Every line of the records that holds the word "attributes" should be copied.

BEGIN Entries shown

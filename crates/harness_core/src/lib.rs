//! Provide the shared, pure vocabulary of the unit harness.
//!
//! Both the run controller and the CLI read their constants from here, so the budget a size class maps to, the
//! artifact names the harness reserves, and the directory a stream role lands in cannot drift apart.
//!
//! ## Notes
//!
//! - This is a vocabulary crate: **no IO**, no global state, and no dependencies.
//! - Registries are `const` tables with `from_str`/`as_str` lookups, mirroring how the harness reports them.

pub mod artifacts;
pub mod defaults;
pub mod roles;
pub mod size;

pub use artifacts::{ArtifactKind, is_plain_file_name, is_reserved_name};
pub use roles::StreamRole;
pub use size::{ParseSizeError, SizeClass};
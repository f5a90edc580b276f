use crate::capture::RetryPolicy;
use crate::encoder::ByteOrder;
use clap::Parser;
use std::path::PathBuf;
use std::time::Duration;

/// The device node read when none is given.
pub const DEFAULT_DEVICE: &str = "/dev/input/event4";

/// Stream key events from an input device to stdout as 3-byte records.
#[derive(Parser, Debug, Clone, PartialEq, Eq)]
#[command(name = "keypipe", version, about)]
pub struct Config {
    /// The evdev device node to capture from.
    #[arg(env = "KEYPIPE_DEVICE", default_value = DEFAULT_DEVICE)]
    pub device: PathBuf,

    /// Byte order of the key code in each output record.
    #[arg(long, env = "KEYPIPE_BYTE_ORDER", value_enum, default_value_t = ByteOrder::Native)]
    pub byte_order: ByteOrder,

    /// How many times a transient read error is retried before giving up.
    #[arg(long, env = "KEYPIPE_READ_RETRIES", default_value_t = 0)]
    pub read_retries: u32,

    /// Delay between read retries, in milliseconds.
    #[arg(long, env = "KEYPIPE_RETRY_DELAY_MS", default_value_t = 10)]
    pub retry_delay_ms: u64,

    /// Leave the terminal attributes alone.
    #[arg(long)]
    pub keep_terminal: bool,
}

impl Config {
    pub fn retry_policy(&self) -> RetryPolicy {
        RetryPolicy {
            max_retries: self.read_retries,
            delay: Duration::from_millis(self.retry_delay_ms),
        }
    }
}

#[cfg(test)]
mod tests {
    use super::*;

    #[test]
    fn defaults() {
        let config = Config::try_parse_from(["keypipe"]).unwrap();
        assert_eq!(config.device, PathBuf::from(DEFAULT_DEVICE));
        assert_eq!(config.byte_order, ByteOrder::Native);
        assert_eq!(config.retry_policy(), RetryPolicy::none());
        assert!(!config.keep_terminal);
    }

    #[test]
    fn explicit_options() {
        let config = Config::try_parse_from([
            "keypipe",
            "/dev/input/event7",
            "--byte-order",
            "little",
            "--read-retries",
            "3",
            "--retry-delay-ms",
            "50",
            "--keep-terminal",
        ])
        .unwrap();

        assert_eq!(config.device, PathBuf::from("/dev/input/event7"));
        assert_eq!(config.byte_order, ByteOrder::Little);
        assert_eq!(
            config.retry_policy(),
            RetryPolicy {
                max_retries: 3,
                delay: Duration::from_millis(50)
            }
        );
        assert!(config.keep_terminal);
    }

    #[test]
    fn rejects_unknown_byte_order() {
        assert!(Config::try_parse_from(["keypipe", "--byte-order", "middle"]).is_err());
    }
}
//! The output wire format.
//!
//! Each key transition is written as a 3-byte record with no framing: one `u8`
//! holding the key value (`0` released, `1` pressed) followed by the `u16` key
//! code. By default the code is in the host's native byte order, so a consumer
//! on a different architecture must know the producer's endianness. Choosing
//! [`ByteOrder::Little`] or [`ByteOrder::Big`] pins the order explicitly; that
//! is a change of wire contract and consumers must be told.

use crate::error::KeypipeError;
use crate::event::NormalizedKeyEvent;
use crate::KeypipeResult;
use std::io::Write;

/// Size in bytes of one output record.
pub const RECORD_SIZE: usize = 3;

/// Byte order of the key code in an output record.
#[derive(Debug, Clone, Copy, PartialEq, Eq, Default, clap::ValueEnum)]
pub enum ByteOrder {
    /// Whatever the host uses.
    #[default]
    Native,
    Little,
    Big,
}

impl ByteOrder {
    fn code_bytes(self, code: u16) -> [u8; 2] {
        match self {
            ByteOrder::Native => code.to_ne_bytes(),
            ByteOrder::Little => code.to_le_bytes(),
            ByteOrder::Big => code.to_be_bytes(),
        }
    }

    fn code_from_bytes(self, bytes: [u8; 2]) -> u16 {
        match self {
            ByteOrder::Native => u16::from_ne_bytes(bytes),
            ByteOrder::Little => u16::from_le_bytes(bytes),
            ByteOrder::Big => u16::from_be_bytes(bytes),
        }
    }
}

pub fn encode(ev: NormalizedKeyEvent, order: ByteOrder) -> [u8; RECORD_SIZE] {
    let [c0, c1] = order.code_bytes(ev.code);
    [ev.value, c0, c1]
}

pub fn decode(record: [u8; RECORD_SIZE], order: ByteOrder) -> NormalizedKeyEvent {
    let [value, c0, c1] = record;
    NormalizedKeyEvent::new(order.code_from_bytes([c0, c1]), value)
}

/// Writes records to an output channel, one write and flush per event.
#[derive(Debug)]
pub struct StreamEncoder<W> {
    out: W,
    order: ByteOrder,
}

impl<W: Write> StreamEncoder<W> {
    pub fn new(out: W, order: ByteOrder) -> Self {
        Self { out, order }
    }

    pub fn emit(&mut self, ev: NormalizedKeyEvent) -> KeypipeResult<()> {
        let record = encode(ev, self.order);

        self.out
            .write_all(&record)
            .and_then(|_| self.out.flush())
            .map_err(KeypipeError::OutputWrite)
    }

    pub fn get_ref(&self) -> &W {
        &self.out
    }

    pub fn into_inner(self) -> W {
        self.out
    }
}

END Entries shown
BEGIN Entries shown

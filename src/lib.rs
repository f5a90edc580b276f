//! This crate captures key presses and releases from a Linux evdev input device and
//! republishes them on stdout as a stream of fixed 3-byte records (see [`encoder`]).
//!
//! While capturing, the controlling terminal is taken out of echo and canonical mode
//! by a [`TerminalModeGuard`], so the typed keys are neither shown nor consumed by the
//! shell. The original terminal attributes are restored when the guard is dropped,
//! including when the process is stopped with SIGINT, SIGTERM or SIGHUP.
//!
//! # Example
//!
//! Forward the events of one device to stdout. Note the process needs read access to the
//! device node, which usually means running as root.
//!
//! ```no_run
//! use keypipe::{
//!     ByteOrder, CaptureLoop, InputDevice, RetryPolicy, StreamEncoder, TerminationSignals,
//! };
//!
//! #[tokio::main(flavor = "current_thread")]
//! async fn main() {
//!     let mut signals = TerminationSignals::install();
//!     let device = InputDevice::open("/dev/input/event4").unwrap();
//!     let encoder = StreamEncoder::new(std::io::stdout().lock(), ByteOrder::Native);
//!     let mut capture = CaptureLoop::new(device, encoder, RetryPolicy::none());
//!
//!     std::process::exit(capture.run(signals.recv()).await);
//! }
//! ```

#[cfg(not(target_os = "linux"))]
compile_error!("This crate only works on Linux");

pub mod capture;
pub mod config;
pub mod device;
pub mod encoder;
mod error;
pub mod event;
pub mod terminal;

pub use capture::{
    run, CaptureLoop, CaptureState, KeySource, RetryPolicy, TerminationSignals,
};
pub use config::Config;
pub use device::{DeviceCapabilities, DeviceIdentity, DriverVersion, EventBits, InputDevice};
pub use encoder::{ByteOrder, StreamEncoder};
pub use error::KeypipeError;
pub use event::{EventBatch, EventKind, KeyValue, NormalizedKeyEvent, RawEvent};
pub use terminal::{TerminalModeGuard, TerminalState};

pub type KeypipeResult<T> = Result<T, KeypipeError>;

END Entries shown
BEGIN Entries shown

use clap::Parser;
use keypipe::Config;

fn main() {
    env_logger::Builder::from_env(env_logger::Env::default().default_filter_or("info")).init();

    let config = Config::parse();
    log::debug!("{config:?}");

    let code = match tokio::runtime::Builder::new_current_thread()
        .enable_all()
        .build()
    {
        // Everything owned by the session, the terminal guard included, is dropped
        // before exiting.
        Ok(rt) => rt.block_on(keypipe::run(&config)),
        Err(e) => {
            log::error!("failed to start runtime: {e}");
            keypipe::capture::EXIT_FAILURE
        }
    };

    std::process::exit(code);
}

END Entries shown

◆ **Reply to the task**
    /// Leave the terminal attributes alone.
//! shell. The original terminal attributes are restored when the guard is dropped,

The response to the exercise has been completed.